* _ASSIGNED TASK_: Copy each line of the following material that has the string "pool".

━━━━━━━━

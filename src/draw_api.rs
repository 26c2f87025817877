//! Typed submission surface: one constructor per shape kind.
//!
//! Each method packs its parameters into the shape's quad run and calls
//! [`ShapeStore::reserve`]. All methods take `&self` and are safe to call
//! from any number of threads during the submission phase.
//!
//! Oriented shapes (obb, ellipsoid, cone, cylinder) take three axis vectors
//! and a centre. The axis vectors become the columns of the instance
//! transform; they do not need to be normalized or orthogonal. For cones
//! and cylinders the z axis spans the height while the x/y axes set the
//! radius. Handedness of the axes does not matter: the x axis sign is
//! flipped to match the sign of the scalar triple product (x cross y) dot z,
//! so mirrored caller frames still produce a consistently wound template.

use glam::{Vec3, Vec4};

use crate::shape::{Quad, ShapeKind, Style, ZMode};
use crate::store::ShapeStore;

/// Transpose axis columns + centre into 3x4 row-major transform rows.
fn transform_rows(x_axis: Vec3, y_axis: Vec3, z_axis: Vec3, centre: Vec3) -> [Quad; 3] {
    [
        Vec4::new(x_axis.x, y_axis.x, z_axis.x, centre.x),
        Vec4::new(x_axis.y, y_axis.y, z_axis.y, centre.y),
        Vec4::new(x_axis.z, y_axis.z, z_axis.z, centre.z),
    ]
}

impl ShapeStore {
    /// Draw a line segment. Lines are always wireframe.
    pub fn line(&self, zmode: ZMode, start: Vec3, end: Vec3, color: u32) {
        self.reserve(
            ShapeKind::Line,
            Style::Wire,
            zmode,
            color,
            &[start.extend(0.0), end.extend(0.0)],
        );
    }

    /// Draw a triangle. Filled triangles get a per-face normal at compile
    /// time; wire triangles become their three edges.
    pub fn triangle(
        &self,
        style: Style,
        zmode: ZMode,
        a: Vec3,
        b: Vec3,
        c: Vec3,
        color: u32,
    ) {
        self.reserve(
            ShapeKind::Triangle,
            style,
            zmode,
            color,
            &[a.extend(0.0), b.extend(0.0), c.extend(0.0)],
        );
    }

    /// Draw an axis-aligned box from min/max corners.
    pub fn aabb(&self, style: Style, zmode: ZMode, min: Vec3, max: Vec3, color: u32) {
        self.reserve(
            ShapeKind::Aabb,
            style,
            zmode,
            color,
            &[min.extend(0.0), max.extend(0.0)],
        );
    }

    /// Draw an oriented box; the axis vectors are the box half-extents.
    pub fn obb(
        &self,
        style: Style,
        zmode: ZMode,
        x_axis: Vec3,
        y_axis: Vec3,
        z_axis: Vec3,
        centre: Vec3,
        color: u32,
    ) {
        self.oriented(ShapeKind::Obb, style, zmode, x_axis, y_axis, z_axis, centre, color);
    }

    /// Draw a sphere from centre and radius.
    pub fn sphere(&self, style: Style, zmode: ZMode, centre: Vec3, radius: f32, color: u32) {
        self.reserve(
            ShapeKind::Sphere,
            style,
            zmode,
            color,
            &[centre.extend(radius)],
        );
    }

    /// Draw an ellipsoid; the axis vectors are the semi-axes.
    pub fn ellipsoid(
        &self,
        style: Style,
        zmode: ZMode,
        x_axis: Vec3,
        y_axis: Vec3,
        z_axis: Vec3,
        centre: Vec3,
        color: u32,
    ) {
        self.oriented(
            ShapeKind::Ellipsoid,
            style,
            zmode,
            x_axis,
            y_axis,
            z_axis,
            centre,
            color,
        );
    }

    /// Draw a cone with its apex at `apex`, opening along the z axis. The
    /// z axis magnitude is the height, the x/y magnitudes the base radius.
    pub fn cone(
        &self,
        style: Style,
        zmode: ZMode,
        x_axis: Vec3,
        y_axis: Vec3,
        z_axis: Vec3,
        apex: Vec3,
        color: u32,
    ) {
        self.oriented(ShapeKind::Cone, style, zmode, x_axis, y_axis, z_axis, apex, color);
    }

    /// Draw a cylinder centred at `centre`, spanning one z axis length in
    /// each direction.
    pub fn cylinder(
        &self,
        style: Style,
        zmode: ZMode,
        x_axis: Vec3,
        y_axis: Vec3,
        z_axis: Vec3,
        centre: Vec3,
        color: u32,
    ) {
        self.oriented(
            ShapeKind::Cylinder,
            style,
            zmode,
            x_axis,
            y_axis,
            z_axis,
            centre,
            color,
        );
    }

    /// Draw a pyramidal frustum with its apex at `apex`, opening along the
    /// z axis, with half-extents given by the x/y axes at the far plane.
    ///
    /// Sugar over triangles and lines, not a stored shape kind: filled
    /// emits four side triangles plus two for the far quad, wire emits the
    /// eight edges.
    pub fn frustum(
        &self,
        style: Style,
        zmode: ZMode,
        x_axis: Vec3,
        y_axis: Vec3,
        z_axis: Vec3,
        apex: Vec3,
        color: u32,
    ) {
        let far_centre = apex + z_axis;

        let parity = x_axis.cross(y_axis).dot(z_axis);
        let h_vec = if parity < 0.0 { -x_axis } else { x_axis };

        let edge0 = far_centre - h_vec;
        let edge1 = far_centre + h_vec;

        let corner0 = edge0 - y_axis;
        let corner1 = edge1 - y_axis;
        let corner2 = edge0 + y_axis;
        let corner3 = edge1 + y_axis;

        if style == Style::Filled {
            self.triangle(Style::Filled, zmode, corner0, apex, corner1, color);
            self.triangle(Style::Filled, zmode, corner1, apex, corner3, color);
            self.triangle(Style::Filled, zmode, corner3, apex, corner2, color);
            self.triangle(Style::Filled, zmode, corner2, apex, corner0, color);
            self.triangle(Style::Filled, zmode, corner0, corner1, corner3, color);
            self.triangle(Style::Filled, zmode, corner3, corner2, corner0, color);
        } else {
            self.line(zmode, apex, corner0, color);
            self.line(zmode, apex, corner1, color);
            self.line(zmode, apex, corner2, color);
            self.line(zmode, apex, corner3, color);
            self.line(zmode, corner0, corner1, color);
            self.line(zmode, corner2, corner3, color);
            self.line(zmode, corner0, corner2, color);
            self.line(zmode, corner1, corner3, color);
        }
    }

    /// Shared path for the transform-encoded kinds: normalize chirality,
    /// transpose, reserve.
    #[allow(clippy::too_many_arguments)]
    fn oriented(
        &self,
        kind: ShapeKind,
        style: Style,
        zmode: ZMode,
        x_axis: Vec3,
        y_axis: Vec3,
        z_axis: Vec3,
        centre: Vec3,
        color: u32,
    ) {
        let parity = x_axis.cross(y_axis).dot(z_axis);
        let x_axis = if parity < 0.0 { -x_axis } else { x_axis };
        self.reserve(
            kind,
            style,
            zmode,
            color,
            &transform_rows(x_axis, y_axis, z_axis, centre),
        );
    }
}

#[cfg(test)]
mod tests {
    use super::*;
    use crate::shape::color_rgb;

    #[test]
    fn test_line_is_always_wire() {
        let store = ShapeStore::new(8, 32);
        store.line(ZMode::Test, Vec3::ZERO, Vec3::ONE, color_rgb(255, 0, 0));
        let header = store.committed_headers()[0];
        assert_eq!(header.style(), Style::Wire);
        assert_eq!(header.kind(), Some(ShapeKind::Line));
    }

    #[test]
    fn test_obb_rows_are_transposed_axes() {
        let store = ShapeStore::new(8, 32);
        store.obb(
            Style::Filled,
            ZMode::Test,
            Vec3::new(2.0, 0.0, 0.0),
            Vec3::new(0.0, 3.0, 0.0),
            Vec3::new(0.0, 0.0, 4.0),
            Vec3::new(5.0, 6.0, 7.0),
            color_rgb(255, 255, 255),
        );
        let pool = store.quad_pool();
        assert_eq!(pool[0], Vec4::new(2.0, 0.0, 0.0, 5.0));
        assert_eq!(pool[1], Vec4::new(0.0, 3.0, 0.0, 6.0));
        assert_eq!(pool[2], Vec4::new(0.0, 0.0, 4.0, 7.0));
    }

    #[test]
    fn test_left_handed_axes_get_chirality_flip() {
        let store = ShapeStore::new(8, 32);
        // (x cross y) dot z < 0: the x axis must come out negated.
        store.obb(
            Style::Filled,
            ZMode::Test,
            Vec3::X,
            Vec3::Y,
            -Vec3::Z,
            Vec3::ZERO,
            color_rgb(1, 2, 3),
        );
        let pool = store.quad_pool();
        assert_eq!(pool[0].x, -1.0);
        assert_eq!(pool[2].z, -1.0);
    }

    #[test]
    fn test_filled_frustum_is_six_triangles() {
        let store = ShapeStore::new(16, 64);
        store.frustum(
            Style::Filled,
            ZMode::Test,
            Vec3::X,
            Vec3::Y,
            Vec3::Z * 2.0,
            Vec3::ZERO,
            color_rgb(9, 9, 9),
        );
        assert_eq!(store.shape_count(), 6);
        for header in store.committed_headers() {
            assert_eq!(header.kind(), Some(ShapeKind::Triangle));
            assert_eq!(header.style(), Style::Filled);
        }
    }

    #[test]
    fn test_wire_frustum_is_eight_lines() {
        let store = ShapeStore::new(16, 64);
        store.frustum(
            Style::Wire,
            ZMode::NoTest,
            Vec3::X,
            Vec3::Y,
            Vec3::Z * 2.0,
            Vec3::ZERO,
            color_rgb(9, 9, 9),
        );
        assert_eq!(store.shape_count(), 8);
        for header in store.committed_headers() {
            assert_eq!(header.kind(), Some(ShapeKind::Line));
        }
    }
}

━━━━━━━━

* _WRITTEN ANSWER_:
        let pool = store.quad_pool();
        assert_eq!(pool[0], Vec4::new(2.0, 0.0, 0.0, 5.0));
        assert_eq!(pool[1], Vec4::new(0.0, 3.0, 0.0, 6.0));
        assert_eq!(pool[2], Vec4::new(0.0, 0.0, 4.0, 7.0));
        let pool = store.quad_pool();
        assert_eq!(pool[0].x, -1.0);
        assert_eq!(pool[2].z, -1.0);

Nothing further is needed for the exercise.